The agency has a great advantage. No matter what they tell an urban reporter, it will be believed without question. The media has neither the will nor knowledge to evaluate what they told. :banghead:
 
44AMP:

As I said in a recent post: the news agencies will be our downfall. They need to fill 24/7/365 worth "news". Even that which is not news is sensationalized to seem like "news", but it remains nonetheless news-worthless.

Speaking of worthless, I saw JJ on the tube this morning at 1:00ish (am). He and his two guests were talking about, what else...guns! Bad guns! Automatic guns and hunting with them. It was almost comical. That man has a serious TV addiction. Strap a camera on his head and he'd be in his glory, and his glory is all that counts for JJ.

Tell me, if you had a chance to travel free-of-charge, and had free admission to attend a taping, would you sit in on one of JJ's shows? I would not.

:)

Doc2005
 
Very good illustration that they have lied and broken the law themselves because it was the most convenient way to solve the problem.

They create databases on information they were specificly prohibited from creating databases on. They get a lead to a shop, and manage to add all thier records to the database.

We saw the same thing in the D.C. sniper situation. Suddenly people around the northeast who had a similar type of firearm were being investigated and searched. Where did they suddenly figure out who all of those people were? The people that had such firearms? By creating a databases on all firearms in a fishing expedition illegaly collecting this information in the name of investigation. What do you think they do with such informational databases once the specific incident they were pursuing that was the pretense for gathering it is solved or over (or in some cases never over or solved)? Throw it away? Undo a database they spent valuable time and money creating? No, that might be the legal thing to do, but they are above the law, they just merge it with all the information collected for all the other investigations.

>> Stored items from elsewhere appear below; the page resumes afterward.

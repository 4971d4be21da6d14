mod common;

use std::collections::HashSet;
use std::sync::Arc;

use sqlx::SqlitePool;
use tombola_core::config::Limits;
use tombola_core::error::Error;
use tombola_core::interfaces::TracingNotifier;
use tombola_core::services::{
    DrawEngine, DrawRequest, PaymentSettlement, PaymentSignal, PurchaseRequest, SettlementOutcome,
};
use tombola_core::model::DrawMethod;

fn engine(pool: &SqlitePool) -> DrawEngine {
    DrawEngine::new(pool.clone(), Limits::default(), Arc::new(TracingNotifier))
}

async fn buy(pool: &SqlitePool, user_id: i64, campaign_id: i64, count: i64) -> Vec<String> {
    let svc = PaymentSettlement::new(pool.clone(), Limits::default(), Arc::new(TracingNotifier));
    let init = svc
        .initiate(
            user_id,
            &PurchaseRequest {
                campaign_id,
                ticket_count: count,
                phone_number: None,
            },
        )
        .await
        .unwrap();
    match svc
        .confirm(&init.transaction_id, PaymentSignal::Success)
        .await
        .unwrap()
    {
        SettlementOutcome::Settled { tickets, .. } => {
            tickets.into_iter().map(|t| t.ticket_number).collect()
        }
        other => panic!("expected settled, got {other:?}"),
    }
}

fn manual(campaign_id: i64, number: &str, bonus: usize) -> DrawRequest {
    DrawRequest {
        campaign_id,
        bonus_winners_count: bonus,
        method: DrawMethod::Manual,
        manual_ticket_number: Some(number.to_string()),
        admin_id: Some(99),
    }
}

#[tokio::test]
async fn manual_draw_settles_every_ticket() {
    let pool = common::setup().await;
    let campaign_id = common::create_campaign(&pool, "Grand", "D", 5, 1000).await;

    // User 1 holds two tickets; users 2-4 one each.
    buy(&pool, 1, campaign_id, 2).await;
    buy(&pool, 2, campaign_id, 1).await;
    buy(&pool, 3, campaign_id, 1).await;
    buy(&pool, 4, campaign_id, 1).await;

    let outcome = engine(&pool)
        .perform(&manual(campaign_id, "KD-01", 3))
        .await
        .unwrap();

    assert_eq!(outcome.main_winner.ticket_number, "KD-01");
    assert_eq!(outcome.main_winner.user_id, 1);

    // The main winner's user is out of the bonus pool entirely, so the
    // three bonus prizes land on users 2, 3 and 4.
    let bonus_users: HashSet<i64> = outcome.bonus_winners.iter().map(|t| t.user_id).collect();
    assert_eq!(outcome.bonus_winners.len(), 3);
    assert_eq!(bonus_users.len(), 3);
    assert!(!bonus_users.contains(&1));

    let (status, is_winner, category) = common::ticket_state(&pool, campaign_id, "KD-01").await;
    assert_eq!(status, "winner");
    assert!(is_winner);
    assert_eq!(category.as_deref(), Some("main"));

    // The main winner's second ticket loses like everyone else's.
    let (status, is_winner, _) = common::ticket_state(&pool, campaign_id, "KD-02").await;
    assert_eq!(status, "lost");
    assert!(!is_winner);

    let (_, status) = common::campaign_state(&pool, campaign_id).await;
    assert_eq!(status, "completed");
    assert_eq!(common::count_rows(&pool, "draw_results").await, 1);
    assert_eq!(common::count_rows(&pool, "bonus_winners").await, 3);
    assert_eq!(common::count_rows(&pool, "admin_logs").await, 1);
}

#[tokio::test]
async fn bonus_pool_underfills_with_few_holders() {
    let pool = common::setup().await;
    let campaign_id = common::create_campaign(&pool, "Small", "E", 3, 1000).await;

    buy(&pool, 1, campaign_id, 2).await;
    buy(&pool, 2, campaign_id, 1).await;

    let outcome = engine(&pool)
        .perform(&manual(campaign_id, "KE-01", 5))
        .await
        .unwrap();

    // Only user 2 is eligible; the draw still commits.
    assert_eq!(outcome.bonus_winners.len(), 1);
    assert_eq!(outcome.bonus_winners[0].user_id, 2);
}

#[tokio::test]
async fn automatic_draw_picks_from_active_tickets() {
    let pool = common::setup().await;
    let campaign_id = common::create_campaign(&pool, "Auto", "G", 4, 1000).await;

    let mut all = Vec::new();
    for user in 1..=4 {
        all.extend(buy(&pool, user, campaign_id, 1).await);
    }

    let outcome = engine(&pool)
        .perform(&DrawRequest {
            campaign_id,
            bonus_winners_count: 0,
            method: DrawMethod::Automatic,
            manual_ticket_number: None,
            admin_id: None,
        })
        .await
        .unwrap();

    assert!(all.contains(&outcome.main_winner.ticket_number));
    assert!(outcome.bonus_winners.is_empty());
}

#[tokio::test]
async fn draw_cooldown_blocks_the_next_draw() {
    let pool = common::setup().await;
    let first = common::create_campaign(&pool, "One", "H", 2, 1000).await;
    let second = common::create_campaign(&pool, "Two", "J", 2, 1000).await;
    buy(&pool, 1, first, 1).await;
    buy(&pool, 2, second, 1).await;

    let svc = engine(&pool);
    svc.perform(&manual(first, "KH-01", 0)).await.unwrap();

    let err = svc.perform(&manual(second, "KJ-01", 0)).await.unwrap_err();
    match err {
        Error::CooldownActive { remaining_secs } => assert!(remaining_secs > 0),
        other => panic!("expected cooldown, got {other:?}"),
    }
    let (_, status) = common::campaign_state(&pool, second).await;
    assert_eq!(status, "open");
}

#[tokio::test]
async fn completed_campaign_cannot_be_redrawn() {
    let pool = common::setup().await;
    let campaign_id = common::create_campaign(&pool, "Done", "L", 2, 1000).await;
    buy(&pool, 1, campaign_id, 1).await;

    let svc = engine(&pool);
    svc.perform(&manual(campaign_id, "KL-01", 0)).await.unwrap();

    let err = svc.perform(&manual(campaign_id, "KL-01", 0)).await.unwrap_err();
    assert!(matches!(err, Error::Validation(_)));
}

#[tokio::test]
async fn draw_requires_tickets_and_valid_request() {
    let pool = common::setup().await;
    let campaign_id = common::create_campaign(&pool, "Empty", "M", 5, 1000).await;
    let svc = engine(&pool);

    let err = svc.perform(&manual(campaign_id, "KM-01", 0)).await.unwrap_err();
    assert!(matches!(err, Error::Validation(_)));

    let err = svc.perform(&manual(campaign_id, "KM-01", 11)).await.unwrap_err();
    assert!(matches!(err, Error::Validation(_)));

    let err = svc
        .perform(&DrawRequest {
            campaign_id,
            bonus_winners_count: 0,
            method: DrawMethod::Manual,
            manual_ticket_number: None,
            admin_id: None,
        })
        .await
        .unwrap_err();
    assert!(matches!(err, Error::Validation(_)));
}

#[tokio::test]
async fn manual_draw_rejects_unknown_ticket() {
    let pool = common::setup().await;
    let campaign_id = common::create_campaign(&pool, "Ghost", "N", 3, 1000).await;
    buy(&pool, 1, campaign_id, 1).await;

    let err = engine(&pool)
        .perform(&manual(campaign_id, "KN-99", 0))
        .await
        .unwrap_err();
    assert!(matches!(err, Error::NotFound { entity: "ticket", .. }));

    // The failed draw rolled back; the ticket pool is untouched.
    let (status, _, _) = common::ticket_state(&pool, campaign_id, "KN-01").await;
    assert_eq!(status, "active");
    assert_eq!(common::count_rows(&pool, "draw_results").await, 0);
}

So they in the name of investigation illegaly create national registries. Not just on firearms illegaly used, but on all those they run across in the course of thier investigation browsing FFLs records of sale.

So why can they do something specificly outlawed and illegal just because it is convenient? Because they are the government of course. With exactly what our founding fathers wanted to prevent: a standing army that could be used against the people in the furtherance of tyranny. Except we do not recognize them as such because they are an army specificly created for use only against the people, and therefore not labeled an army by us. In modern terms only similar units sent to fight in foriegn affairs are known as branches of the military. The wording of the founding fathers though was in reference to kings that used thier armies to quel uprising, to dominate and as security, enabling tyrannical monarchs to rule even when it was not the will of the people. The very same functions we now have national federal "police" for. We passed a law not allowing the military to be used against the people for general purposes, and the result has been for them to just create branches of agencies to fill the same role.

These same agencies now need increased capabilities in knowing where every single weapon is and who holds it. Obviously it has little to do with actual criminal cases as firearms would still be stolen and untraceable to the thugs they already found with other methods. Little to do with securing the firearm they already have. Everything to do with absolute power. Which is what the 2nd was created to balance.
 
The shell casings had barely cooled on a Brooklyn street when federal agents began trying to unwrap a mystery: How did three pistols get in the hands of the men who gunned down two police officers?

Hyperbole aside.. Who CARES! Focus on the criminals that committed the crime and prosecute them. What the tools were and/or where they got them is of no real importance. Put the criminals away and be done with it and stop this crap that'll wind up biting the rest of us.